• Exercise aim
Within the entries below, find the portion that opens with the line containing "remote_url: &str) ->" and closes with the line containing "project_id: Uuid::parse_str(&project_id)". Retype that portion exactly and only.
Start of Block
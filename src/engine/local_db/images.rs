//! Local Evidence Image Operations
//!
//! Raw captured photo bytes live here until the sync processor confirms
//! the remote upload, at which point the row is marked uploaded and gets
//! its permanent URL. The UI never mutates an image after capture.

use crate::engine::local_db::LocalStore;
use crate::shared::audit::EvidenceImage;
use sqlx::{Result as SqlxResult, Row};
use uuid::Uuid;

/// Result type alias for evidence image operations
pub type Result<T> = SqlxResult<T>;

impl LocalStore {
    /// Store a captured evidence image
    pub async fn put_image(&self, image: &EvidenceImage) -> Result<()> {
        sqlx::query(
            "INSERT OR REPLACE INTO evidence_images (
                id, result_id, project_id, bytes, uploaded, remote_url, created_at
            ) VALUES (?, ?, ?, ?, ?, ?, ?)",
        )
        .bind(&image.id)
        .bind(image.result_id.to_string())
        .bind(image.project_id.to_string())
        .bind(&image.bytes)
        .bind(image.uploaded)
        .bind(&image.remote_url)
        .bind(image.created_at)
        .execute(self.pool())
        .await?;

        Ok(())
    }

    /// Get an evidence image by ID
    pub async fn get_image(&self, image_id: &str) -> Result<Option<EvidenceImage>> {
        let row = sqlx::query(
            "SELECT id, result_id, project_id, bytes, uploaded, remote_url, created_at
             FROM evidence_images
             WHERE id = ?",
        )
        .bind(image_id)
        .fetch_optional(self.pool())
        .await?;

        match row {
            Some(row) => Ok(Some(row_to_image(&row)?)),
            None => Ok(None),
        }
    }

    /// Mark an image as uploaded with its permanent URL
    pub async fn mark_image_uploaded(&self, image_id: &str, remote_url: &str) -> Result<()> {
        sqlx::query("UPDATE evidence_images SET uploaded = 1, remote_url = ? WHERE id = ?")
            .bind(remote_url)
            .bind(image_id)
            .execute(self.pool())
            .await?;
        Ok(())
    }

    /// Get all images not yet uploaded, oldest first
    pub async fn list_pending_images(&self) -> Result<Vec<EvidenceImage>> {
        let rows = sqlx::query(
            "SELECT id, result_id, project_id, bytes, uploaded, remote_url, created_at
             FROM evidence_images
             WHERE uploaded = 0
             ORDER BY created_at ASC",
        )
        .fetch_all(self.pool())
        .await?;

        let mut images = Vec::new();
        for row in rows {
            images.push(row_to_image(&row)?);
        }

        Ok(images)
    }
}

fn row_to_image(row: &sqlx::sqlite::SqliteRow) -> Result<EvidenceImage> {
    let result_id: String = row.try_get("result_id")?;
    let project_id: String = row.try_get("project_id")?;

    Ok(EvidenceImage {
        id: row.try_get("id")?,
        result_id: Uuid::parse_str(&result_id)
            .map_err(|e| sqlx::Error::Protocol(format!("invalid result id: {}", e)))?,
        project_id: Uuid::parse_str(&project_id)
            .map_err(|e| sqlx::Error::Protocol(format!("invalid project id: {}", e)))?,
        bytes: row.try_get("bytes")?,
        uploaded: row.try_get("uploaded")?,
        remote_url: row.try_get("remote_url")?,
        created_at: row.try_get("created_at")?,
    })
}

#[cfg(test)]
mod tests {
    use super::*;

    #[tokio::test]
    async fn test_image_roundtrip() {
        let dir = tempfile::tempdir().unwrap();
        let store = LocalStore::open(dir.path().join("local.db")).await.unwrap();

        let image = EvidenceImage::new(Uuid::new_v4(), Uuid::new_v4(), vec![0xFF, 0xD8, 0xFF]);
        store.put_image(&image).await.unwrap();

        let loaded = store.get_image(&image.id).await.unwrap().unwrap();
        assert_eq!(loaded, image);
        assert!(store.get_image("missing").await.unwrap().is_none());
    }

    #[tokio::test]
    async fn test_mark_uploaded() {
        let dir = tempfile::tempdir().unwrap();
        let store = LocalStore::open(dir.path().join("local.db")).await.unwrap();

        let image = EvidenceImage::new(Uuid::new_v4(), Uuid::new_v4(), vec![1, 2, 3]);
        store.put_image(&image).await.unwrap();
        assert_eq!(store.list_pending_images().await.unwrap().len(), 1);

        store
            .mark_image_uploaded(&image.id, "https://storage/x.jpg")
            .await
            .unwrap();

        let loaded = store.get_image(&image.id).await.unwrap().unwrap();
        assert!(loaded.uploaded);
        assert_eq!(loaded.remote_url.as_deref(), Some("https://storage/x.jpg"));
        assert!(store.list_pending_images().await.unwrap().is_empty());
    }
}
End of Block
• Output of the exercise
    pub async fn mark_image_uploaded(&self, image_id: &str, remote_url: &str) -> Result<()> {
        sqlx::query("UPDATE evidence_images SET uploaded = 1, remote_url = ? WHERE id = ?")
            .bind(remote_url)
            .bind(image_id)
            .execute(self.pool())
            .await?;
        Ok(())
    }

    /// Get all images not yet uploaded, oldest first
    pub async fn list_pending_images(&self) -> Result<Vec<EvidenceImage>> {
        let rows = sqlx::query(
            "SELECT id, result_id, project_id, bytes, uploaded, remote_url, created_at
             FROM evidence_images
             WHERE uploaded = 0
             ORDER BY created_at ASC",
        )
        .fetch_all(self.pool())
        .await?;

        let mut images = Vec::new();
        for row in rows {
            images.push(row_to_image(&row)?);
        }

        Ok(images)
    }
}

fn row_to_image(row: &sqlx::sqlite::SqliteRow) -> Result<EvidenceImage> {
    let result_id: String = row.try_get("result_id")?;
    let project_id: String = row.try_get("project_id")?;

    Ok(EvidenceImage {
        id: row.try_get("id")?,
        result_id: Uuid::parse_str(&result_id)
            .map_err(|e| sqlx::Error::Protocol(format!("invalid result id: {}", e)))?,
        project_id: Uuid::parse_str(&project_id)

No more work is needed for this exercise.